- Opening Delimiter -
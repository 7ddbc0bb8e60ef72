//! # Events Module
//!
//! Shared input-event types: platform identity and key-name formatting.

pub mod types;

pub use types::{key_name, Platform};
//! Buffer model for the editor surface
//!
//! Owns the authoritative content string and the selection-start offset.
//! Content is replaced wholesale on every edit; the model only clamps the
//! selection so it always points inside the content.

use super::transforms::{char_to_byte_offset, insert_at};

/// The single editable text field: current content plus selection start
#[derive(Debug, Clone, Default)]
pub struct BufferModel {
    content: String,
    cursor: usize,
}

impl BufferModel {
    /// Create an empty buffer with the selection at offset 0
    pub fn new() -> Self {
        Self::default()
    }

    /// The live content string
    pub fn content(&self) -> &str {
        &self.content
    }

    /// Content length in chars
    pub fn char_len(&self) -> usize {
        self.content.chars().count()
    }

    /// Current selection-start offset (char index)
    pub fn cursor(&self) -> usize {
        self.cursor
    }

    /// Replace the content wholesale, clamping the selection to the new end
    pub fn set_content(&mut self, content: String) {
        self.content = content;
        self.cursor = self.cursor.min(self.char_len());
    }

    /// Replace the content and move the selection to `cursor` (clamped)
    pub fn replace(&mut self, content: String, cursor: usize) {
        self.content = content;
        self.cursor = cursor.min(self.char_len());
    }

    /// Insert a single typed char at the selection, advancing it by one
    pub fn insert_char(&mut self, ch: char) {
        self.content = insert_at(&self.content, self.cursor, &ch.to_string());
        self.cursor += 1;
    }

    /// Delete the char before the selection. Returns false when the
    /// selection is already at offset 0 and nothing changed.
    pub fn delete_before_cursor(&mut self) -> bool {
        if self.cursor == 0 {
            return false;
        }
        let start = char_to_byte_offset(&self.content, self.cursor - 1);
        let end = char_to_byte_offset(&self.content, self.cursor);
        self.content.replace_range(start..end, "");
        self.cursor -= 1;
        true
    }

    /// Delete the char at the selection. Returns false when the selection
    /// is already at the end and nothing changed.
    pub fn delete_at_cursor(&mut self) -> bool {
        if self.cursor >= self.char_len() {
            return false;
        }
        let start = char_to_byte_offset(&self.content, self.cursor);
        let end = char_to_byte_offset(&self.content, self.cursor + 1);
        self.content.replace_range(start..end, "");
        true
    }

    pub fn move_cursor_left(&mut self) {
        self.cursor = self.cursor.saturating_sub(1);
    }

    pub fn move_cursor_right(&mut self) {
        self.cursor = (self.cursor + 1).min(self.char_len());
    }

    pub fn move_cursor_home(&mut self) {
        self.cursor = 0;
    }

    pub fn move_cursor_end(&mut self) {
        self.cursor = self.char_len();
    }
}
- Closing Delimiter -
*What the task requires*
Using the data above, repeat exactly the lines that begin at the line with "pub fn delete_at_cursor(&mut" and end at the line with "pub fn move_cursor_right(&mut", both ends included.

*Expected answer*
    pub fn delete_at_cursor(&mut self) -> bool {
        if self.cursor >= self.char_len() {
            return false;
        }
        let start = char_to_byte_offset(&self.content, self.cursor);
        let end = char_to_byte_offset(&self.content, self.cursor + 1);
        self.content.replace_range(start..end, "");
        true
    }

    pub fn move_cursor_left(&mut self) {
        self.cursor = self.cursor.saturating_sub(1);
    }

    pub fn move_cursor_right(&mut self) {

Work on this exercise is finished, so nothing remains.